Kabat database Seqhunt2 server

George Johnson george at immuno.bme.nwu.edu
Sat Mar 18 19:01:31 EST 1995


+++++++++++++++++++++++++++++++++++++++++++++++++++++++++++++++++++++++++
+                                                                       +
+               The Kabat Database of Sequences of Proteins             +
+                         of Immunological Interest                     +
+                                                                       +
+              For help, questions or comments please write:            +
+                                                                       +
+              George Johnson      george at immuno.bme.nwu.edu            +
+              Tai Te Wu               tt at immuno.bme.nwu.edu            +
+                                                                       +
+++++++++++++++++++++++++++++++++++++++++++++++++++++++++++++++++++++++++



NEW ADDITIONS
-------------

RAWDATA

This feature, put before the Begin line, will return raw, unaligned
data for straight matching of the restriction you send in.  This 
feature won't work with #NM and #AM pattern matching (sort of would
defeat the purpose).  This is for people who already know which sequence
they want, and want to feed the matches into some other program, like
an alignment program or whatever for presentation.  THIS FEATURE IS
NOT FOR INDIVIDUALS WANTING TO DOWNLOAD THE ENTIRE DAMN DATABASE THROUGH
THE MAIL.  For those users, please direct yourselves toward the archive
site or talk to us.

GENERAL STUFF
-------------

A server is available at seqhunt2 at immuno.bme.nwu.edu.  Sending mail
to this address with the single word "help" in the message body will 
return this file.

This server is an improvement of the seqhunt server.

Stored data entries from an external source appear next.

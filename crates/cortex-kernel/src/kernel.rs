//! `CortexKernel` — the facade crate of §2/§5: one instance of every
//! subsystem, wired behind per-agent locks and request deadlines, exposing
//! the operation surface `cortex-server` calls.

use std::sync::Arc;
use std::time::Instant;

use chrono::{DateTime, Utc};
use cortex_confidence::ConfidenceEngine;
use cortex_consolidation::ConsolidationEngine;
use cortex_core::config::CortexConfig;
use cortex_core::observability::Metrics;
use cortex_core::traits::{
    AgentStore, ContradictionStore, EmbeddingProvider, EntityStore, EpisodeStore, FeedbackStore,
    GraphStore, LanguageReasoner, MemoryStore, MutationLogStore, ProcedureStore, SchemaStore,
    TenantStore, WorkingMemoryStore,
};
use cortex_decay::DecayEngine;
use cortex_learning::LearningEngine;
use cortex_metacognition::MetacognitionEngine;
use cortex_policy::PolicyEnforcer;
use cortex_retrieval::RecallPipeline;
use cortex_session::WorkingMemoryPipeline;
use parking_lot::Mutex as SyncMutex;
use tokio::task::JoinHandle;
use tracing::{info, warn};

use crate::health::{HealthSnapshot, MetricsSnapshot};
use crate::locks::AgentLocks;

/// Every external capability and kernel operation surface is reachable
/// only through trait objects or the owned engines below — the kernel
/// never depends on a concrete storage technology.
pub struct CortexKernel {
    pub(crate) tenants: Arc<dyn TenantStore>,
    pub(crate) agents: Arc<dyn AgentStore>,
    pub(crate) memories: Arc<dyn MemoryStore>,
    pub(crate) episodes: Arc<dyn EpisodeStore>,
    pub(crate) procedures: Arc<dyn ProcedureStore>,
    pub(crate) schemas: Arc<dyn SchemaStore>,
    pub(crate) entities: Arc<dyn EntityStore>,
    pub(crate) graph: Arc<dyn GraphStore>,
    pub(crate) sessions: Arc<dyn WorkingMemoryStore>,
    pub(crate) mutation_log: Arc<dyn MutationLogStore>,
    pub(crate) feedback: Arc<dyn FeedbackStore>,
    pub(crate) contradictions: Arc<dyn ContradictionStore>,
    pub(crate) embeddings: Arc<dyn EmbeddingProvider>,
    pub(crate) reasoner: Arc<dyn LanguageReasoner>,

    pub(crate) confidence: ConfidenceEngine,
    pub(crate) recall: Arc<RecallPipeline>,
    pub(crate) activation: Arc<WorkingMemoryPipeline>,
    pub(crate) consolidation: Arc<ConsolidationEngine>,
    pub(crate) decay: Arc<DecayEngine>,
    pub(crate) policy: Arc<PolicyEnforcer>,
    pub(crate) learning: Arc<LearningEngine>,
    pub(crate) metacognition: Arc<MetacognitionEngine>,

    pub(crate) locks: AgentLocks,
    pub(crate) metrics: Arc<Metrics>,
    pub(crate) config: CortexConfig,

    started_at: Instant,
    last_consolidation_tick: Arc<SyncMutex<Option<DateTime<Utc>>>>,
    last_decay_tick: Arc<SyncMutex<Option<DateTime<Utc>>>>,
    shutdown_tx: tokio::sync::watch::Sender<bool>,
    scheduler_handles: SyncMutex<Vec<JoinHandle<()>>>,
}

/// Bound required of the single backing store passed to [`CortexKernel::new`]
/// — one type implementing every per-kind store trait, the same pattern the
/// rest of the workspace's tests share one `InMemoryStore` across many
/// trait-object fields.
pub trait CortexStore:
    TenantStore
    + AgentStore
    + MemoryStore
    + EpisodeStore
    + ProcedureStore
    + SchemaStore
    + EntityStore
    + GraphStore
    + WorkingMemoryStore
    + MutationLogStore
    + FeedbackStore
    + ContradictionStore
{
}

impl<T> CortexStore for T where
    T: TenantStore
        + AgentStore
        + MemoryStore
        + EpisodeStore
        + ProcedureStore
        + SchemaStore
        + EntityStore
        + GraphStore
        + WorkingMemoryStore
        + MutationLogStore
        + FeedbackStore
        + ContradictionStore
{
}

impl CortexKernel {
    pub fn new<S>(
        config: CortexConfig,
        store: Arc<S>,
        embeddings: Arc<dyn EmbeddingProvider>,
        reasoner: Arc<dyn LanguageReasoner>,
    ) -> Arc<Self>
    where
        S: CortexStore + 'static,
    {
        let tenants: Arc<dyn TenantStore> = store.clone();
        let agents: Arc<dyn AgentStore> = store.clone();
        let memories: Arc<dyn MemoryStore> = store.clone();
        let episodes: Arc<dyn EpisodeStore> = store.clone();
        let procedures: Arc<dyn ProcedureStore> = store.clone();
        let schemas: Arc<dyn SchemaStore> = store.clone();
        let entities: Arc<dyn EntityStore> = store.clone();
        let graph: Arc<dyn GraphStore> = store.clone();
        let sessions: Arc<dyn WorkingMemoryStore> = store.clone();
        let mutation_log: Arc<dyn MutationLogStore> = store.clone();
        let feedback: Arc<dyn FeedbackStore> = store.clone();
        let contradictions: Arc<dyn ContradictionStore> = store.clone();

        let confidence = ConfidenceEngine::new(memories.clone(), mutation_log.clone());

        let recall = Arc::new(RecallPipeline::new(
            embeddings.clone(),
            memories.clone(),
            graph.clone(),
            Arc::new(ConfidenceEngine::new(memories.clone(), mutation_log.clone())),
        ));

        let activation = Arc::new(WorkingMemoryPipeline::new(
            memories.clone(),
            episodes.clone(),
            procedures.clone(),
            schemas.clone(),
            sessions.clone(),
            graph.clone(),
            embeddings.clone(),
            recall.clone(),
            config.session.clone(),
        ));

        let policy = Arc::new(PolicyEnforcer::new(
            memories.clone(),
            agents.clone(),
            reasoner.clone(),
            config.policy.type_policies.clone(),
            config.policy.eviction_batch_size,
        ));

        let consolidation = Arc::new(ConsolidationEngine::new(
            reasoner.clone(),
            embeddings.clone(),
            memories.clone(),
            episodes.clone(),
            procedures.clone(),
            schemas.clone(),
            graph.clone(),
            contradictions.clone(),
            ConfidenceEngine::new(memories.clone(), mutation_log.clone()),
            policy.clone(),
            config.consolidation.clone(),
        ));

        let decay = Arc::new(DecayEngine::new(
            memories.clone(),
            episodes.clone(),
            graph.clone(),
            ConfidenceEngine::new(memories.clone(), mutation_log.clone()),
            config.decay.clone(),
        ));

        let learning = Arc::new(LearningEngine::new(
            memories.clone(),
            feedback.clone(),
            ConfidenceEngine::new(memories.clone(), mutation_log.clone()),
            reasoner.clone(),
        ));

        let metacognition = Arc::new(MetacognitionEngine::new(
            memories.clone(),
            mutation_log.clone(),
            contradictions.clone(),
            schemas.clone(),
            procedures.clone(),
        ));

        let (shutdown_tx, _) = tokio::sync::watch::channel(false);

        Arc::new(Self {
            tenants,
            agents,
            memories,
            episodes,
            procedures,
            schemas,
            entities,
            graph,
            sessions,
            mutation_log,
            feedback,
            contradictions,
            embeddings,
            reasoner,
            confidence,
            recall,
            activation,
            consolidation,
            decay,
            policy,
            learning,
            metacognition,
            locks: AgentLocks::new(),
            metrics: Arc::new(Metrics::new()),
            config,
            started_at: Instant::now(),
            last_consolidation_tick: Arc::new(SyncMutex::new(None)),
            last_decay_tick: Arc::new(SyncMutex::new(None)),
            shutdown_tx,
            scheduler_handles: SyncMutex::new(Vec::new()),
        })
    }

    pub fn config(&self) -> &CortexConfig {
        &self.config
    }

    pub fn metrics(&self) -> &Arc<Metrics> {
        &self.metrics
    }

    pub fn health(&self) -> HealthSnapshot {
        HealthSnapshot {
            status: "ok".to_string(),
            uptime_seconds: self.started_at.elapsed().as_secs(),
            last_consolidation_tick: *self.last_consolidation_tick.lock(),
            last_decay_tick: *self.last_decay_tick.lock(),
            metrics: MetricsSnapshot::from(self.metrics.as_ref()),
        }
    }

    /// Starts the background schedulers (§4.8/§9 "one loop per worker
    /// kind"): consolidation at `consolidation.run_interval_hours` and
    /// decay/pruning at `decay.memory_decay_interval_hours`. Idempotent to
    /// call once; calling twice just runs two overlapping sets of loops, so
    /// callers (`cortex-server`'s startup) should call it exactly once.
    pub fn start_schedulers(self: &Arc<Self>) {
        self.scheduler_handles.lock().push(self.spawn_consolidation_loop());
        self.scheduler_handles.lock().push(self.spawn_decay_loop());
    }

    fn spawn_consolidation_loop(self: &Arc<Self>) -> JoinHandle<()> {
        let kernel = self.clone();
        let mut shutdown_rx = self.shutdown_tx.subscribe();
        let period = std::time::Duration::from_secs(
            (self.config.consolidation.run_interval_hours.max(1)) * 3600,
        );
        tokio::spawn(async move {
            let mut interval = tokio::time::interval(period);
            loop {
                tokio::select! {
                    _ = interval.tick() => {
                        kernel.run_consolidation_tick().await;
                    }
                    _ = shutdown_rx.changed() => {
                        if *shutdown_rx.borrow() {
                            break;
                        }
                    }
                }
            }
        })
    }

    fn spawn_decay_loop(self: &Arc<Self>) -> JoinHandle<()> {
        let kernel = self.clone();
        let mut shutdown_rx = self.shutdown_tx.subscribe();
        let period = std::time::Duration::from_secs(
            (self.config.decay.memory_decay_interval_hours.max(1)) * 3600,
        );
        tokio::spawn(async move {
            let mut interval = tokio::time::interval(period);
            loop {
                tokio::select! {
                    _ = interval.tick() => {
                        kernel.run_decay_tick().await;
                    }
                    _ = shutdown_rx.changed() => {
                        if *shutdown_rx.borrow() {
                            break;
                        }
                    }
                }
            }
        })
    }

    async fn run_consolidation_tick(&self) {
        let agents = match self.agents.list_all().await {
            Ok(a) => a,
            Err(e) => {
                warn!(error = %e, "consolidation tick: could not list agents");
                return;
            }
        };
        for agent in agents {
            let scope = cortex_core::ids::AgentScope::new(agent.tenant_id, agent.id);
            let _guard = self.locks.acquire(scope).await;
            match self
                .consolidation
                .run(agent.tenant_id, agent.id, cortex_consolidation::ConsolidationScope::Recent)
                .await
            {
                Ok(result) => {
                    self.metrics.consolidation_runs.incr();
                    info!(agent_id = %agent.id, ?result, "consolidation tick complete");
                }
                Err(e) => warn!(agent_id = %agent.id, error = %e, "consolidation tick failed"),
            }
        }
        *self.last_consolidation_tick.lock() = Some(Utc::now());
    }

    async fn run_decay_tick(&self) {
        let agents = match self.agents.list_all().await {
            Ok(a) => a,
            Err(e) => {
                warn!(error = %e, "decay tick: could not list agents");
                return;
            }
        };
        for agent in agents {
            let scope = cortex_core::ids::AgentScope::new(agent.tenant_id, agent.id);
            let _guard = self.locks.acquire(scope).await;
            match self.decay.run(agent.tenant_id, agent.id).await {
                Ok(result) => {
                    self.metrics.decay_runs.incr();
                    info!(agent_id = %agent.id, ?result, "decay tick complete");
                }
                Err(e) => warn!(agent_id = %agent.id, error = %e, "decay tick failed"),
            }
        }
        *self.last_decay_tick.lock() = Some(Utc::now());
    }

    /// Signals every background scheduler to stop and joins them. Pending
    /// ticks are allowed to finish (graceful, not cancelled mid-pass).
    pub async fn shutdown(&self) {
        let _ = self.shutdown_tx.send(true);
        let handles: Vec<JoinHandle<()>> = std::mem::take(&mut *self.scheduler_handles.lock());
        for handle in handles {
            if let Err(e) = handle.await {
                warn!(error = %e, "scheduler task panicked during shutdown");
            }
        }
    }
}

This server allows the e-mail user to interface with the complete 
database.  All sequence classes and all annotations are searchable and
returnable.  The query format is a simplification of the rather 
restricted format of the original seqhunt server.  Briefly, the server
allows you to make and/or/not constructed restrictions and allows 
nucleotide and amino acid pattern matching with differences allowed.
The dataset searched is a raw archive of the database, and thus contains
all sorts of things previously unsearchable through the other servers.

Requests are processed when they are received.  The average processing
time is about 2 minutes, depending on the complexity of the request.

The "hits" are returned in a different format than the original seqhunt
server.  This format is being applied to other distributions of the
database.  It is meant to be easier to read and easier to process by
computer programs.  The format contains a vertical alignment of the 
sequences returned, which is more familiar to users of the book.  In
all cases, the length of a line in the returned record is 80 characters
or less.

Be sure to make a note of and reference the date the request was searched.
That constitutes the "release" of the database you are working with.

REPORTING PROBLEMS
------------------

In the unlikely (huh?) event that the server crashes, you will get back
two consecutive lines like:

Processed:  Sunday, July 31, 1994:  12:27:53 PM CDT
Server finished:  Sunday, July 31, 1994:  12:28:35 PM CDT

When there is nothing in between these lines, then something ran amock.
If you can, please send me the request you sent in or the time you sent
the request and we will begin finding the bug.  Even if there are no 
matches with your request, you will get back something that says no
matches were found.


FORMAT OF A QUERY
-----------------

A query consists of two parts.  The two parts are separated by the word
"Begin" which is required in all requests.  Before the word begin, the
things you can put in are:

PAREDOWN           this causes the output of the pattern matching
                   programs to return only the stretch of sequence that
                   matched with your pattern.  The default is to return
                   the entire sequence.

MAXDOC n           specify the maximum number of hits that will be 
                   returned.  The default is 20, the maximum is 75.

STARTDOC n         specify the starting document to return.  For 
                   queries which have many hits, you may want to
                   return only 10 or so at a time.  To get the first
                   10, put in MAXDOC 10.  To get the next 10, re-
                   submit the search and put in STARTDOC 11.

PSAA               Output PostScript instead of ASCII text.
                   PSAA is used for amino acids. *

PSNUC              Output PostScript instead of ASCII text.
                   PSNUC is used for nucleotides. *

* of course, only one of these can be used at a time.

VARIB              Calculate the variability of the group of sequences
                   you hit.  The sequences are broken down into logical
                   groups of alignment, the distribution and variability
                   is computed, and the plot is returned.

DIST               Return a PostScript file containing the distribution
                   table for the group(s) of sequences you find.  Probably
                   useful in conjunction with the VARIB option.

RAWDATA            Returns unaligned sequences of nucletides and amimo
                   acids for entries matching your specified pattern.
                   Note:  This feature won't work with the pattern 
                          matching features, AM and NM.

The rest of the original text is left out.